PROBLEM TO WORK ON
Which lines of the data contain the string "Charlie"? Copy every one.

[Stored items]
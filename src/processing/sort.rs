//! Stable ordering of a [`crate::types::Roster`] by a selectable key.

use std::cmp::Ordering;
use std::fmt;

use serde::{Deserialize, Serialize};
use unicode_normalization::char::is_combining_mark;
use unicode_normalization::UnicodeNormalization;

use super::rating::RatingScale;
use crate::types::{ModelRecord, Roster};

/// Sort key. Each variant carries its own ascending comparator (see [`SortKey::compare`]).
#[derive(Debug, Clone, Copy, Default, PartialEq, Eq, Hash, Serialize, Deserialize)]
#[serde(rename_all = "lowercase")]
pub enum SortKey {
    /// Overall tier score.
    #[default]
    Rating,
    /// Display name, falling back to username.
    Name,
    /// `addedAt`; records without one sort as the Unix epoch.
    Recent,
    /// Primary rate; an absent rate counts as `0`.
    Price,
    /// Recordings count.
    Recordings,
}

impl SortKey {
    pub const ALL: [SortKey; 5] = [
        SortKey::Rating,
        SortKey::Name,
        SortKey::Recent,
        SortKey::Price,
        SortKey::Recordings,
    ];

    pub fn label(self) -> &'static str {
        match self {
            SortKey::Rating => "rating",
            SortKey::Name => "name",
            SortKey::Recent => "recent",
            SortKey::Price => "price",
            SortKey::Recordings => "recordings",
        }
    }

    /// Parse a key label (case-insensitive). Accepts the aliases `overall`, `added`, and `recs`.
    pub fn from_label(label: &str) -> Option<Self> {
        match label.trim().to_ascii_lowercase().as_str() {
            "rating" | "overall" => Some(SortKey::Rating),
            "name" => Some(SortKey::Name),
            "recent" | "added" => Some(SortKey::Recent),
            "price" => Some(SortKey::Price),
            "recordings" | "recs" => Some(SortKey::Recordings),
            _ => None,
        }
    }

    /// Ascending comparison of two records under this key.
    pub fn compare(self, a: &ModelRecord, b: &ModelRecord, scale: &RatingScale) -> Ordering {
        match self {
            SortKey::Rating => scale.score_of(a.overall()).cmp(&scale.score_of(b.overall())),
            SortKey::Name => compare_names(a.display_name(), b.display_name()),
            SortKey::Recent => added_millis(a).cmp(&added_millis(b)),
            SortKey::Price => a.pricing.primary_rate().total_cmp(&b.pricing.primary_rate()),
            SortKey::Recordings => a.recordings.cmp(&b.recordings),
        }
    }
}

impl fmt::Display for SortKey {
    fn fmt(&self, f: &mut fmt::Formatter<'_>) -> fmt::Result {
        f.write_str(self.label())
    }
}

/// Sort direction.
#[derive(Debug, Clone, Copy, Default, PartialEq, Eq, Hash, Serialize, Deserialize)]
#[serde(rename_all = "lowercase")]
pub enum SortDirection {
    Ascending,
    #[default]
    Descending,
}

impl SortDirection {
    /// Parse `asc`/`ascending` or `desc`/`descending` (case-insensitive).
    pub fn from_label(label: &str) -> Option<Self> {
        match label.trim().to_ascii_lowercase().as_str() {
            "asc" | "ascending" => Some(SortDirection::Ascending),
            "desc" | "descending" => Some(SortDirection::Descending),
            _ => None,
        }
    }

    /// Orient an ascending comparison. Descending negates the result, so ties stay `Equal`.
    pub fn apply(self, ord: Ordering) -> Ordering {
        match self {
            SortDirection::Ascending => ord,
            SortDirection::Descending => ord.reverse(),
        }
    }
}

/// Key and direction together. The default is rating, descending.
#[derive(Debug, Clone, Copy, Default, PartialEq, Eq, Hash, Serialize, Deserialize)]
pub struct SortSpec {
    pub key: SortKey,
    pub direction: SortDirection,
}

impl SortSpec {
    pub fn new(key: SortKey, direction: SortDirection) -> Self {
        Self { key, direction }
    }

    pub fn ascending(key: SortKey) -> Self {
        Self::new(key, SortDirection::Ascending)
    }

    pub fn descending(key: SortKey) -> Self {
        Self::new(key, SortDirection::Descending)
    }
}

/// Collation order for display names: base letters first (accents and case ignored), then
/// accents, then case, then raw code points.
fn compare_names(a: &str, b: &str) -> Ordering {
    base_letters(a)
        .cmp(&base_letters(b))
        .then_with(|| a.to_lowercase().cmp(&b.to_lowercase()))
        .then_with(|| a.cmp(b))
}

/// Canonically decomposed, combining marks stripped, lowercased: `"Élodie"` becomes `"elodie"`.
fn base_letters(name: &str) -> String {
    name.nfd()
        .filter(|c| !is_combining_mark(*c))
        .flat_map(char::to_lowercase)
        .collect()
}

fn added_millis(r: &ModelRecord) -> i64 {
    r.added_at.map(|t| t.timestamp_millis()).unwrap_or(0)
}

/// Returns a new [`Roster`] ordered by `key` in `direction` on the default rating scale.
///
/// The sort is stable in both directions: records that compare equal keep their input order.
pub fn sort(roster: &Roster, key: SortKey, direction: SortDirection) -> Roster {
    sort_with(roster, SortSpec::new(key, direction), &RatingScale::default())
}

/// Like [`sort`], with an explicit [`SortSpec`] and rating scale.
pub fn sort_with(roster: &Roster, spec: SortSpec, scale: &RatingScale) -> Roster {
    let mut records = roster.records.clone();
    records.sort_by(|a, b| spec.direction.apply(spec.key.compare(a, b, scale)));
    Roster::new(records)
}

#[cfg(test)]
mod tests {
    use super::*;
    use crate::types::{Pricing, RatingTier};
    use chrono::{DateTime, TimeZone, Utc};

    fn ts(day: u32) -> DateTime<Utc> {
        Utc.with_ymd_and_hms(2024, 3, day, 12, 0, 0).unwrap()
    }

    fn record(username: &str, tier: RatingTier, rate: Option<f64>) -> ModelRecord {
        let mut r = ModelRecord::new(username, tier, ts(1));
        if let Some(rate) = rate {
            r.pricing = Pricing::with_rate(rate);
        }
        r
    }

    #[test]
    fn price_ascending_orders_by_rate() {
        let roster = Roster::new(vec![
            record("a", RatingTier::S, Some(20.0)),
            record("b", RatingTier::A, Some(40.0)),
            record("c", RatingTier::B, Some(10.0)),
        ]);
        let out = sort(&roster, SortKey::Price, SortDirection::Ascending);
        assert_eq!(out.usernames(), vec!["c", "a", "b"]);
        // Input untouched.
        assert_eq!(roster.usernames(), vec!["a", "b", "c"]);
    }

    #[test]
    fn missing_price_sorts_as_zero() {
        let roster = Roster::new(vec![
            record("a", RatingTier::S, Some(5.0)),
            record("b", RatingTier::A, None),
        ]);
        let out = sort(&roster, SortKey::Price, SortDirection::Ascending);
        assert_eq!(out.usernames(), vec!["b", "a"]);
    }

    #[test]
    fn rating_descending_puts_best_first() {
        let roster = Roster::new(vec![
            record("b", RatingTier::B, None),
            record("spp", RatingTier::SPlusPlus, None),
            record("a", RatingTier::A, None),
        ]);
        let out = sort(&roster, SortKey::Rating, SortDirection::Descending);
        assert_eq!(out.usernames(), vec!["spp", "a", "b"]);
    }

    #[test]
    fn ties_keep_input_order_in_both_directions() {
        let roster = Roster::new(vec![
            record("s1", RatingTier::S, None),
            record("a1", RatingTier::A, None),
            record("s2", RatingTier::S, None),
            record("a2", RatingTier::A, None),
        ]);
        let desc = sort(&roster, SortKey::Rating, SortDirection::Descending);
        assert_eq!(desc.usernames(), vec!["s1", "s2", "a1", "a2"]);
        let asc = sort(&roster, SortKey::Rating, SortDirection::Ascending);
        assert_eq!(asc.usernames(), vec!["a1", "a2", "s1", "s2"]);
    }

    #[test]
    fn sort_is_a_fixed_point_once_sorted() {
        let roster = Roster::new(vec![
            record("x", RatingTier::C, Some(3.0)),
            record("y", RatingTier::S, Some(3.0)),
            record("z", RatingTier::A, Some(1.0)),
        ]);
        for key in SortKey::ALL {
            for dir in [SortDirection::Ascending, SortDirection::Descending] {
                let once = sort(&roster, key, dir);
                assert_eq!(sort(&once, key, dir), once, "key={key} dir={dir:?}");
            }
        }
    }

    #[test]
    fn name_uses_display_name_case_insensitively() {
        let mut bravo = record("zz_user", RatingTier::A, None);
        bravo.display_name = Some("bravo".to_string());
        let roster = Roster::new(vec![
            record("Charlie", RatingTier::A, None),
            bravo,
            record("alpha", RatingTier::A, None),
        ]);
        let out = sort(&roster, SortKey::Name, SortDirection::Ascending);
        assert_eq!(out.usernames(), vec!["alpha", "zz_user", "Charlie"]);
    }

    #[test]
    fn name_collates_accented_letters_with_their_base_letter() {
        let roster = Roster::new(
            ["Zoe", "Ámbar", "Bree", "Élodie"]
                .into_iter()
                .map(|n| record(n, RatingTier::A, None))
                .collect(),
        );
        let asc = sort(&roster, SortKey::Name, SortDirection::Ascending);
        assert_eq!(asc.usernames(), vec!["Ámbar", "Bree", "Élodie", "Zoe"]);
        let desc = sort(&roster, SortKey::Name, SortDirection::Descending);
        assert_eq!(desc.usernames(), vec!["Zoe", "Élodie", "Bree", "Ámbar"]);
    }

    #[test]
    fn name_breaks_base_letter_ties_by_accent_then_case() {
        assert_eq!(compare_names("elodie", "Élodie"), Ordering::Less);
        assert_eq!(compare_names("Elodie", "elodie"), Ordering::Less);
        assert_eq!(compare_names("Élodie", "Élodie"), Ordering::Equal);
        // Precomposed and decomposed forms share a base key.
        assert_eq!(base_letters("E\u{301}lodie"), base_letters("Élodie"));
    }

    #[test]
    fn price_ties_keep_input_order_including_signed_zero() {
        let roster = Roster::new(vec![
            record("zero", RatingTier::A, Some(0.0)),
            record("neg_zero", RatingTier::B, Some(-0.0)),
            record("absent", RatingTier::C, None),
            record("ten", RatingTier::D, Some(10.0)),
            record("ten_again", RatingTier::S, Some(10.0)),
        ]);
        let asc = sort(&roster, SortKey::Price, SortDirection::Ascending);
        assert_eq!(asc.usernames(), vec!["zero", "neg_zero", "absent", "ten", "ten_again"]);
        let desc = sort(&roster, SortKey::Price, SortDirection::Descending);
        assert_eq!(desc.usernames(), vec!["ten", "ten_again", "zero", "neg_zero", "absent"]);
    }

    #[test]
    fn recent_treats_missing_added_at_as_oldest() {
        let mut old = record("old", RatingTier::A, None);
        old.added_at = Some(ts(2));
        let mut new = record("new", RatingTier::A, None);
        new.added_at = Some(ts(20));
        let none = record("none", RatingTier::A, None);
        let roster = Roster::new(vec![old, none, new]);
        let out = sort(&roster, SortKey::Recent, SortDirection::Descending);
        assert_eq!(out.usernames(), vec!["new", "old", "none"]);
    }

    #[test]
    fn recordings_key() {
        let mut a = record("a", RatingTier::A, None);
        a.recordings = 4;
        let mut b = record("b", RatingTier::A, None);
        b.recordings = 9;
        let out = sort(&Roster::new(vec![a, b]), SortKey::Recordings, SortDirection::Descending);
        assert_eq!(out.usernames(), vec!["b", "a"]);
    }

    #[test]
    fn labels_and_aliases_parse() {
        assert_eq!(SortKey::from_label("overall"), Some(SortKey::Rating));
        assert_eq!(SortKey::from_label("RECS"), Some(SortKey::Recordings));
        assert_eq!(SortKey::from_label("added"), Some(SortKey::Recent));
        assert_eq!(SortKey::from_label("spent"), None);
        assert_eq!(SortDirection::from_label("asc"), Some(SortDirection::Ascending));
        assert_eq!(SortDirection::from_label("sideways"), None);
        assert_eq!(SortSpec::default(), SortSpec::descending(SortKey::Rating));
    }
}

ANSWER TO THE PROBLEM
            record("Charlie", RatingTier::A, None),
        assert_eq!(out.usernames(), vec!["alpha", "zz_user", "Charlie"]);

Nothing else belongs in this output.